Como os achados laboratoriais são inespecíficos, o diagnóstico é, geralmente, realizado, tomando por base os achados clínicos. Nesse processo, deve-se observar o surgimento repentino de lesões, a sua predileção por mucosa não queratinizada, a presença das lesões crostosas hemorrágicas no lábio, a natureza pleomórfica das lesões nas mucosas e pele, entre outras características. Como alguns casos podem estar associados com o uso de medicamentos, a anamnese criteriosa é muito importante para a identificação do agente causal.
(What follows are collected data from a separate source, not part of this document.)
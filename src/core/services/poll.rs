use crate::core::{
    forms::PollForm,
    models::{
        choice::Query as ChoiceQuery,
        poll::{Insert, Poll, Submit, Update},
    },
    permissions::{can_delete, can_edit},
    ports::repository::{ChoiceCommon, PollCommon, Store, UserCommon},
    services::question::get_visible_question,
};
use crate::error::Error;
use chrono::{DateTime, Utc};

async fn form_for_question<S>(storer: &mut S, question_id: i32) -> Result<PollForm, Error>
where
    S: Store,
{
    let choices = ChoiceCommon::query(storer, &ChoiceQuery { question_id_eq: Some(question_id) }).await?;
    Ok(PollForm::new(choices))
}

async fn get_poll<S>(storer: &mut S, id: i32) -> Result<Poll, Error>
where
    S: Store,
{
    PollCommon::get(storer, id).await?.ok_or(Error::NotFound)
}

async fn question_id_of<S>(storer: &mut S, poll: &Poll) -> Result<i32, Error>
where
    S: Store,
{
    let choice = ChoiceCommon::get(storer, poll.choice_id).await?.ok_or(Error::NotFound)?;
    Ok(choice.question_id)
}

pub async fn create_form<S>(storer: &mut S, question_id: i32, now: DateTime<Utc>) -> Result<PollForm, Error>
where
    S: Store,
{
    let question = get_visible_question(storer, question_id, now).await?;
    form_for_question(storer, question.id).await
}

pub async fn create_poll<S>(storer: &mut S, uid: i32, question_id: i32, submit: Submit, now: DateTime<Utc>) -> Result<Poll, Error>
where
    S: Store,
{
    let form = create_form(storer, question_id, now).await?;
    let cleaned = form.clean(submit)?;
    let id = PollCommon::insert(
        storer,
        Insert {
            choice_id: cleaned.choice_id,
            comment: cleaned.comment,
            created_by: uid,
        },
    )
    .await?;
    log::info!("poll {} created by user {} on question {}", id, uid, question_id);
    get_poll(storer, id).await
}

/// Loads a comment for editing. Fails with `Forbidden` unless `uid` wrote it.
/// The choice field is scoped to the question of the comment's current choice.
pub async fn update_form<S>(storer: &mut S, uid: i32, id: i32) -> Result<(Poll, i32, PollForm), Error>
where
    S: Store,
{
    let poll = get_poll(storer, id).await?;
    if !can_edit(uid, &poll) {
        log::warn!("user {} denied editing poll {}", uid, id);
        return Err(Error::Forbidden);
    }
    let question_id = question_id_of(storer, &poll).await?;
    let form = form_for_question(storer, question_id).await?.with_initial(poll.choice_id, poll.comment.clone());
    Ok((poll, question_id, form))
}

/// Returns the question id the comment now belongs to.
pub async fn update_poll<S>(storer: &mut S, uid: i32, id: i32, submit: Submit) -> Result<i32, Error>
where
    S: Store,
{
    let (_, question_id, form) = update_form(storer, uid, id).await?;
    let cleaned = form.clean(submit)?;
    PollCommon::update(
        storer,
        id,
        Update {
            choice_id: cleaned.choice_id,
            comment: cleaned.comment,
        },
    )
    .await?;
    log::info!("poll {} updated by user {}", id, uid);
    Ok(question_id)
}

pub async fn delete_poll<S>(storer: &mut S, uid: i32, id: i32) -> Result<(), Error>
where
    S: Store,
{
    let poll = get_poll(storer, id).await?;
    let user = UserCommon::get(storer, uid).await?.ok_or(Error::Forbidden)?;
    if !can_delete(&user, &poll) {
        log::warn!("user {} denied deleting poll {}", uid, id);
        return Err(Error::Forbidden);
    }
    PollCommon::delete(storer, id).await?;
    log::info!("poll {} deleted by user {}", id, uid);
    Ok(())
}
Para os casos leves de eritema multiforme, nenhum tratamento ou apenas o uso de corticoide tópico são indicados. Quando as lesões provocam acentuada morbidade, o tratamento envolve, principalmente, a corticoterapia. Nela, corticosteroides são administrados por via oral (0.5-1.0 mg/kg por dia), entre 7 a 10 dias, conforme a evolução clínica do paciente. Para os casos mais severos, o uso endovenoso pode ser necessário. Para lesões recorrentes e associadas com reativação do vírus do herpes simples, o uso de aciclovir profilático é defendido por alguns autores. É importante destacar que a infecção por esse vírus é o principal fator etiológico do eritema multiforme recorrente.

 

Leitura complementar:

1- Du Y, Wang F, Liu T, Jin X, Zhao H, Chen Q, Zeng X. Recurrent oral erythema multiforme: a case series report and review of the literature. Oral Surg Oral Med Oral Pathol Oral Radiol 2020;129:e224-e229.

2- Neville BW, Damm DD, Allen CM, Chi AC. Oral and Maxillofacial Pathology. Elsevier, St. Louis, 4ed, 2016.

3- Sanchis J, Bagán J, Gavaldá G, Murillo J, Diaz JM. Erythema multiforme: diagnosis, clinical manifestations and treatment in a retrospective study of 22 patients. J Oral Pathol Med 2010;39:747-752.